The Start of Things: Countdown to Medical School
For the last two weeks, my family has accompanied me on a vacation around the East Coast, the final destination set in Albany, NY. It was quite fun exploring new places and being preoccupied on not-being-lost, but the busy schedule of taking pictures and sightseeing distracted me from really realizing my gap-year days ticking away and my medical-student days inching closer. Not that I am not excited for school.
Even moving in felt more like a method of distraction rather than a preparation into the start of school. I was stressing about things to buy, combing over my memory for anything that I might have missed, setting everything up. That solid, real feeling that I was going to start medical school all by myself started to sink in when my parents were hugging me goodbye.

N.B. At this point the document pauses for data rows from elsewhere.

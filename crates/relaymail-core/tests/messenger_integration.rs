//! End-to-end tests for sponsored writes
//!
//! Each test wires a full client against in-memory doubles and checks both
//! the relay traffic and what ends up in the local store.

mod common;

use std::sync::atomic::Ordering;

use common::*;
use relaymail_core::{
    CapabilityToken, ComposeDraft, ConversationId, ConversationKind, MailError, OutgoingAttachment,
    RecordId,
};

fn join_direct(client: &TestClient, id: &str) -> ConversationId {
    let convo = conversation(id, ConversationKind::Direct, &[ME, ALICE], 1);
    client.storage.register_conversation(&convo).unwrap();
    client.ledger.add_membership(convo.clone());
    client
        .memberships
        .grant(CapabilityToken::new(convo.id.clone(), ME, "0xmembercap"));
    convo.id
}

#[tokio::test]
async fn test_send_relays_exact_bytes_and_pull_confirms() {
    let client = create_test_client();
    let id = join_direct(&client, "0xc1");
    client.sponsor.script(b"sponsored-tx-X", "d1", "d2");

    let mut draft = ComposeDraft::new("hello alice");
    let sent = client.messenger.send_message(&id, &mut draft).await.unwrap();

    // sponsor {X, d1} -> sign(X) -> execute(d1) -> d2
    assert_eq!(client.wallet.signed(), vec![b"sponsored-tx-X".to_vec()]);
    let executed = client.sponsor.execute_requests.lock().clone();
    assert_eq!(executed.len(), 1);
    assert_eq!(executed[0].digest, "d1");
    assert_eq!(executed[0].signature, format!("tx-sig-{}", b"sponsored-tx-X".len()));

    let request = client.sponsor.sponsor_requests.lock()[0].clone();
    assert_eq!(request.sender, ME);
    assert_eq!(request.allowed_addresses, vec![ME.to_string()]);
    assert!(request
        .allowed_call_targets
        .contains(&format!("{}::channel::send_message", PACKAGE)));

    // Optimistic copy keyed by the final digest, draft cleared
    assert_eq!(sent.id, RecordId::pending("d2"));
    assert!(sent.is_read);
    assert!(draft.is_empty());
    let version_after_send = client.engine.version();
    assert!(version_after_send >= 1);

    // The ledger now carries the message under digest d2
    let mut confirmed = remote_record("0xr1", "0xc1", ME, 1_700_000_000_500, "hello alice");
    confirmed.digest = Some("d2".to_string());
    client.ledger.push(confirmed);

    let report = client.engine.pull().await.unwrap();
    assert_eq!(report.changes.inserted, 1);
    assert_eq!(report.changes.removed, 1);
    assert_eq!(report.version, version_after_send + 1);

    let records = client.storage.list_by_conversation(&id).unwrap();
    assert_eq!(records.len(), 1);
    assert_eq!(records[0].id, RecordId::new("0xr1"));
    assert_eq!(records[0].digest.as_deref(), Some("d2"));
    assert_eq!(records[0].text(), "hello alice");
    assert!(records[0].is_read);
}

#[tokio::test]
async fn test_rejected_sponsorship_keeps_draft_and_never_signs() {
    let client = create_test_client();
    let id = join_direct(&client, "0xc1");
    client.sponsor.reject.store(true, Ordering::SeqCst);

    let attachment = OutgoingAttachment::new("a.txt", "text/plain", b"abc".to_vec());
    let mut draft = ComposeDraft::new("keep me").with_attachment(attachment.clone());
    let err = client.messenger.send_message(&id, &mut draft).await.unwrap_err();

    assert!(matches!(err, MailError::SponsorshipRejected(_)));
    assert_eq!(draft.text, "keep me");
    assert_eq!(draft.attachment, Some(attachment));
    assert!(client.wallet.signed().is_empty());
    assert!(client.sponsor.execute_requests.lock().is_empty());
    assert!(client.storage.list_by_conversation(&id).unwrap().is_empty());
}

#[tokio::test]
async fn test_declined_signature_keeps_draft() {
    let client = create_test_client();
    let id = join_direct(&client, "0xc1");
    client.sponsor.script(b"tx", "d1", "d2");
    // Session first, so only the transaction signature is declined
    client.session.ensure_session().await.unwrap();
    client.wallet.decline.store(true, Ordering::SeqCst);

    let mut draft = ComposeDraft::new("not now");
    let err = client.messenger.send_message(&id, &mut draft).await.unwrap_err();

    assert!(matches!(err, MailError::SignatureDeclined(_)));
    assert_eq!(draft.text, "not now");
    assert!(client.sponsor.execute_requests.lock().is_empty());
}

#[tokio::test]
async fn test_send_requires_membership() {
    let client = create_test_client();
    let convo = conversation("0xc1", ConversationKind::Direct, &[ME, ALICE], 1);
    client.storage.register_conversation(&convo).unwrap();

    let mut draft = ComposeDraft::new("hi");
    let err = client
        .messenger
        .send_message(&convo.id, &mut draft)
        .await
        .unwrap_err();
    assert!(matches!(err, MailError::NotAMember(_)));
    assert!(client.sponsor.sponsor_requests.lock().is_empty());

    // Not cached: granting membership makes the next attempt succeed
    client
        .memberships
        .grant(CapabilityToken::new(convo.id.clone(), ME, "0xcap"));
    client.sponsor.script(b"tx", "d1", "d2");
    client.messenger.send_message(&convo.id, &mut draft).await.unwrap();
    assert!(draft.is_empty());
}

#[tokio::test]
async fn test_send_validates_draft_and_conversation() {
    let client = create_test_client();

    let mut empty = ComposeDraft::new("   ");
    let err = client
        .messenger
        .send_message(&ConversationId::new("0xc1"), &mut empty)
        .await
        .unwrap_err();
    assert!(matches!(err, MailError::InvalidInput(_)));

    let mut draft = ComposeDraft::new("hi");
    let err = client
        .messenger
        .send_message(&ConversationId::new("0xunknown"), &mut draft)
        .await
        .unwrap_err();
    assert!(matches!(err, MailError::ConversationNotFound(_)));
}

#[tokio::test]
async fn test_send_with_attachment() {
    let client = create_test_client();
    let id = join_direct(&client, "0xc1");
    client.sponsor.script(b"tx", "d1", "d2");

    let mut draft = ComposeDraft::new("photo")
        .with_attachment(OutgoingAttachment::new("cat.png", "image/png", vec![0; 16]));
    let sent = client.messenger.send_message(&id, &mut draft).await.unwrap();

    assert_eq!(sent.attachments.len(), 1);
    assert_eq!(sent.attachments[0].blob_id, "blob-cat.png");
    assert_eq!(
        sent.payload.as_ref().and_then(|p| p.file.as_ref()).map(|f| f.size),
        Some(16)
    );
    assert!(draft.attachment.is_none());
}

#[tokio::test]
async fn test_create_direct_conversation() {
    let client = create_test_client();
    client.sponsor.script(b"create-tx", "p1", "f1");
    client.sponsor.script(b"key-tx", "p2", "f2");
    client.ledger.set_effects("f1", &["0xnew"]);
    client.memberships.grant(
        CapabilityToken::new(ConversationId::new("0xnew"), ME, "0xmember").with_creator_cap("0xcreator"),
    );

    let created = client
        .messenger
        .create_conversation(&[ALICE.to_string()], ConversationKind::Direct)
        .await
        .unwrap();

    assert_eq!(created.id, ConversationId::new("0xnew"));
    assert_eq!(created.kind, ConversationKind::Direct);
    assert_eq!(created.members, vec![ME.to_string(), ALICE.to_string()]);
    assert_eq!(client.wallet.signed(), vec![b"create-tx".to_vec(), b"key-tx".to_vec()]);

    let stored = client.storage.load_conversation(&created.id).unwrap().unwrap();
    assert_eq!(stored.kind, ConversationKind::Direct);
    assert!(client
        .storage
        .list_conversations()
        .unwrap()
        .contains(&created.id));
}

#[tokio::test]
async fn test_create_direct_conversation_needs_one_counterpart() {
    let client = create_test_client();

    let err = client
        .messenger
        .create_conversation(&[ALICE.to_string(), BOB.to_string()], ConversationKind::Direct)
        .await
        .unwrap_err();
    assert!(matches!(err, MailError::InvalidInput(_)));

    let err = client
        .messenger
        .create_conversation(&[ME.to_string()], ConversationKind::Group)
        .await
        .unwrap_err();
    assert!(matches!(err, MailError::InvalidInput(_)));
    assert!(client.sponsor.sponsor_requests.lock().is_empty());
}

#[tokio::test]
async fn test_add_members_requires_creator_cap() {
    let client = create_test_client();
    let id = join_direct(&client, "0xc1");

    let err = client
        .messenger
        .add_members(&id, &[BOB.to_string()])
        .await
        .unwrap_err();
    assert!(matches!(err, MailError::AuthorizationDenied(_)));
    assert!(client.sponsor.sponsor_requests.lock().is_empty());
}

#[tokio::test]
async fn test_add_members_keeps_kind() {
    let client = create_test_client();
    let convo = conversation("0xc1", ConversationKind::Direct, &[ME, ALICE], 1);
    client.storage.register_conversation(&convo).unwrap();
    client.memberships.grant(
        CapabilityToken::new(convo.id.clone(), ME, "0xmember").with_creator_cap("0xcreator"),
    );
    client.sponsor.script(b"add-tx", "p1", "f1");

    let digest = client
        .messenger
        .add_members(&convo.id, &[BOB.to_string(), ALICE.to_string()])
        .await
        .unwrap();

    assert_eq!(digest, "f1");
    let stored = client.storage.load_conversation(&convo.id).unwrap().unwrap();
    assert_eq!(stored.members.len(), 3);
    assert_eq!(stored.kind, ConversationKind::Direct);
}

#[tokio::test]
async fn test_concurrent_sends_share_one_capability_lookup() {
    let client = create_test_client();
    let id = join_direct(&client, "0xc1");
    client.memberships.delay_ms.store(50, Ordering::SeqCst);

    let resolves = (0..8).map(|_| {
        let caps = client.capabilities.clone();
        let id = id.clone();
        tokio::spawn(async move { caps.resolve(&id).await })
    });
    for handle in resolves.collect::<Vec<_>>() {
        assert_eq!(handle.await.unwrap().unwrap().member_cap_id, "0xmembercap");
    }
    assert_eq!(client.memberships.calls.load(Ordering::SeqCst), 1);
}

As I spent that afternoon feeling a bit nostalgic and mopey, I realized two things: first, I was really going to be a medical student, and second, this was the first time that I was going be off to school by myself. In college, I had been away from my parents, an I do have a floormate (hopefully) for the next four years, but the situation feels somewhat different. I suppose there are several reasons for that. The most obvious one was that I did not start entirely alone in San Diego; I had a few friends who were already there, and he was down in Irvine - close enough to keep me company. I am not adverse to making new starts and meeting new people, but being in a new environment always scares me a bit. Maybe because every time I am terrified that this time will not be like last time - that the people this time will not like me like they had accepted me last time. The comfort of having an already established friend in my new environment always put me at ease knowing that I could have someone to confide in if I met troubles at the start. More than having to rely on my friends, I despise having to rely on strangers.
And new places are always filled with strangers.
The circumstance is also quite different this time. In the undergraduate situation, everything was more casual and friendly. Everyone was here to learn and to explore. Here (not sure if this is just my paranoid self being its usual cantankerous self), I feel like the situation is more serious, more professional. Everyone here is a medical student, and everyone is certain. There seems to be more all-to-himself texture to the situation. Although, to be fair, my experiences with Albany Medical College (AMC) have all been friendly and positive so far, so maybe I am just trying to scare myself into failure. Who knows?
Or perhaps I am simply experiencing anxiety prior to the commencement of things?
New beginnings always feel so strange, like the way new toothpaste slightly chafes uncomfortably but not necessarily badly. Simultaneously, I am excited for school to learn about all the things that I have been dreaming and awaiting for; I am baffled and still uncertain that I have actually got into medical school and that I am really really a real medical student (not that there are fake medical students?); and I am apprehensive with a slight hint of doom that there is now no going back. A part of me has always dreaded and groaned in distaste of my stubborn persistence for medicine (a virtue, my friends say). Yes, I have almost always known what I have wanted to do, but that also strikes the fear of
well, what if you don't succeed?
To me, there is almost nothing else that I can devote to like medicine. The doubts - what if I fail? what if I burn out? - and the worst - what if I hate it? bubble and become more pregnant in this lapse before I can distract myself with studying and immersing myself fully in the curriculum.
What if I hate medicine?
I do not think I will, and I know I have concrete backups that I can pursue if this dream sublimes into bubbles, but doubt always lurks. I do not like uncertainty and even more, change. To me, realizing a contradiction that I had been so sure all my life is more frightening that medical school itself.
But maybe I am just being bored and worrying about unnecessarily because I have nothing else to worry about.
I apologize for the redundancies and now gloomy note that we ended on. Perhaps the next (and not so belated) post would be more fun and entertaining.